Stored items
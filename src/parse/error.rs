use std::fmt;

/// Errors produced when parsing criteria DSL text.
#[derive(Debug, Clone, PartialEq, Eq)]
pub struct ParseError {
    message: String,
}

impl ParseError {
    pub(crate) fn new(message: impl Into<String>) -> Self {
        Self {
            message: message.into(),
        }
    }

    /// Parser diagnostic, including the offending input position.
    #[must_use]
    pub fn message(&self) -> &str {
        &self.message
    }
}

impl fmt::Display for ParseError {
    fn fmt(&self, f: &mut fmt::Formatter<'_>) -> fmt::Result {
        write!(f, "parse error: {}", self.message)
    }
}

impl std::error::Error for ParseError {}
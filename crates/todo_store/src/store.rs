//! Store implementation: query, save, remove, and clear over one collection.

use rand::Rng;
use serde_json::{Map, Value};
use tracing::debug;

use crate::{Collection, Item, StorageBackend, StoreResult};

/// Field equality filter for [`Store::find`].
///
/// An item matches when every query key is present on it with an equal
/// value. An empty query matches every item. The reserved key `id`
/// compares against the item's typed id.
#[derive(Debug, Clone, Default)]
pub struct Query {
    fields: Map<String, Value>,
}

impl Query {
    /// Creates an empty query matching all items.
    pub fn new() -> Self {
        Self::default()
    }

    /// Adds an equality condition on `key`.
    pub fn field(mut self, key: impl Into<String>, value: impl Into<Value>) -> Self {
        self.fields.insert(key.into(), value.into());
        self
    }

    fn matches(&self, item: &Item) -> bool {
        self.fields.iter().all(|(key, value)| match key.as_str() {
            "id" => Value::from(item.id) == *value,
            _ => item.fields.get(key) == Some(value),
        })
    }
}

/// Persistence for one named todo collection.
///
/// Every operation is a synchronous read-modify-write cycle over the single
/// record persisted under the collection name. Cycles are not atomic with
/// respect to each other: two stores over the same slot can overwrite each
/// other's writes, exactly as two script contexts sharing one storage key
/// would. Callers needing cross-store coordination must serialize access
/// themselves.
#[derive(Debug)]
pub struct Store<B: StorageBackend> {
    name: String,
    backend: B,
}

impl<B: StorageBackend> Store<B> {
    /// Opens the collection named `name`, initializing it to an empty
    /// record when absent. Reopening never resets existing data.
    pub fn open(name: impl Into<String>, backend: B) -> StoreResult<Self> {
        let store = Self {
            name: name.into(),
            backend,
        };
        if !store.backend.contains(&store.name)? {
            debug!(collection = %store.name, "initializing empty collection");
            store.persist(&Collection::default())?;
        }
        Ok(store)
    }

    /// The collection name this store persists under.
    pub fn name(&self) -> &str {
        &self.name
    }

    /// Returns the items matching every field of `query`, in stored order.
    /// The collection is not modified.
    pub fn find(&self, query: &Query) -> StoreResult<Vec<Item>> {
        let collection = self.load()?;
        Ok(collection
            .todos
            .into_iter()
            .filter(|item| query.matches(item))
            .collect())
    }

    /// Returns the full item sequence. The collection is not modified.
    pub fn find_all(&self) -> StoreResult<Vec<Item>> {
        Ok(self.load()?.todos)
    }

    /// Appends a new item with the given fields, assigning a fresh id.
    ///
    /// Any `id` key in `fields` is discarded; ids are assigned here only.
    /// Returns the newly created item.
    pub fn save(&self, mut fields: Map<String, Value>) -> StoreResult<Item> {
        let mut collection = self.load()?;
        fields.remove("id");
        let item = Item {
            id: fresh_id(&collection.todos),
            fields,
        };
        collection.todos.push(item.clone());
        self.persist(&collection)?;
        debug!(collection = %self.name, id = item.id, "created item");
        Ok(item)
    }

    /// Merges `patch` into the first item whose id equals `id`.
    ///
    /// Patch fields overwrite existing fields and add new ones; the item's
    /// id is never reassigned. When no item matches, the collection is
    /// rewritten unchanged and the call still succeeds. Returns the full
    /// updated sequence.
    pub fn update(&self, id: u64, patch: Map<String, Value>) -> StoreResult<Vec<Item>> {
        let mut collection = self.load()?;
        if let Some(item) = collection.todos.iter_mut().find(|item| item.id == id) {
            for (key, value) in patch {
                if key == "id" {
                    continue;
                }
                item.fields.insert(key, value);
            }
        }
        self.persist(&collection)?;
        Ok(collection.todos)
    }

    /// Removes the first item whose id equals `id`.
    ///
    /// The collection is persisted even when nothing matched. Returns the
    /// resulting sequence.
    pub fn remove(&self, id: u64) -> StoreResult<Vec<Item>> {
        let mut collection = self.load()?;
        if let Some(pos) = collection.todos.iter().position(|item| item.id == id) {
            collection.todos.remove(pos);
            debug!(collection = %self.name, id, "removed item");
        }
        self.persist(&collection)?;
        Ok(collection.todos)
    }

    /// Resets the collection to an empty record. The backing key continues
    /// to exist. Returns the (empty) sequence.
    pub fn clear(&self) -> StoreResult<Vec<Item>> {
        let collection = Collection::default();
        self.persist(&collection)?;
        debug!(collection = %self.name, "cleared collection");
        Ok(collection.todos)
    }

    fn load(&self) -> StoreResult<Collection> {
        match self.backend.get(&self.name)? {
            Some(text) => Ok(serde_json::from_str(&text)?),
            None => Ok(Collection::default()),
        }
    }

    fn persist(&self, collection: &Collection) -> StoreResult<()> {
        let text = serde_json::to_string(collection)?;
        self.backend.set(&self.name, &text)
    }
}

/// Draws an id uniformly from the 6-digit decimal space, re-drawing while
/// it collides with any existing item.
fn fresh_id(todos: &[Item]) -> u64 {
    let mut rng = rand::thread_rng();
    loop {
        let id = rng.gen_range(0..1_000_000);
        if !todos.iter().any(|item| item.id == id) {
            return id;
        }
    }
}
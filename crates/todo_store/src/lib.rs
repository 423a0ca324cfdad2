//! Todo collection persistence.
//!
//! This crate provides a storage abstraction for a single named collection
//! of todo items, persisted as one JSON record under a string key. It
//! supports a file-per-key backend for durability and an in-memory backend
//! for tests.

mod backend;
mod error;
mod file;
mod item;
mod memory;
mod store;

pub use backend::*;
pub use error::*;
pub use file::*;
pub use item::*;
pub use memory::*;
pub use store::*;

→ **INSTRUCTIONS FOR THE TASK**
Each record must be copied out exactly and in full.

→ **RESPONSE TO THIS EXERCISE**
filename src/parse/error.rs
use std::fmt;

/// Errors produced when parsing criteria DSL text.
#[derive(Debug, Clone, PartialEq, Eq)]
pub struct ParseError {
    message: String,
}

impl ParseError {
    pub(crate) fn new(message: impl Into<String>) -> Self {
        Self {
            message: message.into(),
        }
    }

    /// Parser diagnostic, including the offending input position.
    #[must_use]
    pub fn message(&self) -> &str {
        &self.message
    }
}

impl fmt::Display for ParseError {
    fn fmt(&self, f: &mut fmt::Formatter<'_>) -> fmt::Result {
        write!(f, "parse error: {}", self.message)
    }
}

impl std::error::Error for ParseError {}
filename crates/todo_store/src/store.rs
//! Store implementation: query, save, remove, and clear over one collection.

use rand::Rng;
use serde_json::{Map, Value};
use tracing::debug;

use crate::{Collection, Item, StorageBackend, StoreResult};

/// Field equality filter for [`Store::find`].
///
/// An item matches when every query key is present on it with an equal
/// value. An empty query matches every item. The reserved key `id`
/// compares against the item's typed id.
#[derive(Debug, Clone, Default)]
pub struct Query {
    fields: Map<String, Value>,
}

impl Query {
    /// Creates an empty query matching all items.
    pub fn new() -> Self {
        Self::default()
    }

    /// Adds an equality condition on `key`.
    pub fn field(mut self, key: impl Into<String>, value: impl Into<Value>) -> Self {
        self.fields.insert(key.into(), value.into());
        self
    }

    fn matches(&self, item: &Item) -> bool {
        self.fields.iter().all(|(key, value)| match key.as_str() {
            "id" => Value::from(item.id) == *value,
            _ => item.fields.get(key) == Some(value),
        })
    }
}

/// Persistence for one named todo collection.
///
/// Every operation is a synchronous read-modify-write cycle over the single
/// record persisted under the collection name. Cycles are not atomic with
/// respect to each other: two stores over the same slot can overwrite each
/// other's writes, exactly as two script contexts sharing one storage key
/// would. Callers needing cross-store coordination must serialize access
/// themselves.
#[derive(Debug)]
pub struct Store<B: StorageBackend> {
    name: String,
    backend: B,
}

impl<B: StorageBackend> Store<B> {
    /// Opens the collection named `name`, initializing it to an empty
    /// record when absent. Reopening never resets existing data.
    pub fn open(name: impl Into<String>, backend: B) -> StoreResult<Self> {
        let store = Self {
            name: name.into(),
            backend,
        };
        if !store.backend.contains(&store.name)? {
            debug!(collection = %store.name, "initializing empty collection");
            store.persist(&Collection::default())?;
        }
        Ok(store)
    }

    /// The collection name this store persists under.
    pub fn name(&self) -> &str {
        &self.name
    }

    /// Returns the items matching every field of `query`, in stored order.
    /// The collection is not modified.
    pub fn find(&self, query: &Query) -> StoreResult<Vec<Item>> {
        let collection = self.load()?;
        Ok(collection
            .todos
            .into_iter()
            .filter(|item| query.matches(item))
            .collect())
    }

    /// Returns the full item sequence. The collection is not modified.
    pub fn find_all(&self) -> StoreResult<Vec<Item>> {
        Ok(self.load()?.todos)
    }

    /// Appends a new item with the given fields, assigning a fresh id.
    ///
    /// Any `id` key in `fields` is discarded; ids are assigned here only.
    /// Returns the newly created item.
    pub fn save(&self, mut fields: Map<String, Value>) -> StoreResult<Item> {
        let mut collection = self.load()?;
        fields.remove("id");
        let item = Item {
            id: fresh_id(&collection.todos),
            fields,
        };
        collection.todos.push(item.clone());
        self.persist(&collection)?;
        debug!(collection = %self.name, id = item.id, "created item");
        Ok(item)
    }

    /// Merges `patch` into the first item whose id equals `id`.
    ///
    /// Patch fields overwrite existing fields and add new ones; the item's
    /// id is never reassigned. When no item matches, the collection is
    /// rewritten unchanged and the call still succeeds. Returns the full
    /// updated sequence.
    pub fn update(&self, id: u64, patch: Map<String, Value>) -> StoreResult<Vec<Item>> {
        let mut collection = self.load()?;
        if let Some(item) = collection.todos.iter_mut().find(|item| item.id == id) {
            for (key, value) in patch {
                if key == "id" {
                    continue;
                }
                item.fields.insert(key, value);
            }
        }
        self.persist(&collection)?;
        Ok(collection.todos)
    }

    /// Removes the first item whose id equals `id`.
    ///
    /// The collection is persisted even when nothing matched. Returns the
    /// resulting sequence.
    pub fn remove(&self, id: u64) -> StoreResult<Vec<Item>> {
        let mut collection = self.load()?;
        if let Some(pos) = collection.todos.iter().position(|item| item.id == id) {
            collection.todos.remove(pos);
            debug!(collection = %self.name, id, "removed item");
        }
        self.persist(&collection)?;
        Ok(collection.todos)
    }

    /// Resets the collection to an empty record. The backing key continues
    /// to exist. Returns the (empty) sequence.
    pub fn clear(&self) -> StoreResult<Vec<Item>> {
        let collection = Collection::default();
        self.persist(&collection)?;
        debug!(collection = %self.name, "cleared collection");
        Ok(collection.todos)
    }

    fn load(&self) -> StoreResult<Collection> {
        match self.backend.get(&self.name)? {
            Some(text) => Ok(serde_json::from_str(&text)?),
            None => Ok(Collection::default()),
        }
    }

    fn persist(&self, collection: &Collection) -> StoreResult<()> {
        let text = serde_json::to_string(collection)?;
        self.backend.set(&self.name, &text)
    }
}

/// Draws an id uniformly from the 6-digit decimal space, re-drawing while
/// it collides with any existing item.
fn fresh_id(todos: &[Item]) -> u64 {
    let mut rng = rand::thread_rng();
    loop {
        let id = rng.gen_range(0..1_000_000);
        if !todos.iter().any(|item| item.id == id) {
            return id;
        }
    }
}
filename crates/todo_store/src/lib.rs
repository 423a0ca324cfdad2
//! Todo collection persistence.
//!
//! This crate provides a storage abstraction for a single named collection
//! of todo items, persisted as one JSON record under a string key. It
//! supports a file-per-key backend for durability and an in-memory backend
//! for tests.

mod backend;
mod error;
mod file;
mod item;
mod memory;
mod store;

pub use backend::*;
pub use error::*;
pub use file::*;
pub use item::*;
pub use memory::*;
pub use store::*;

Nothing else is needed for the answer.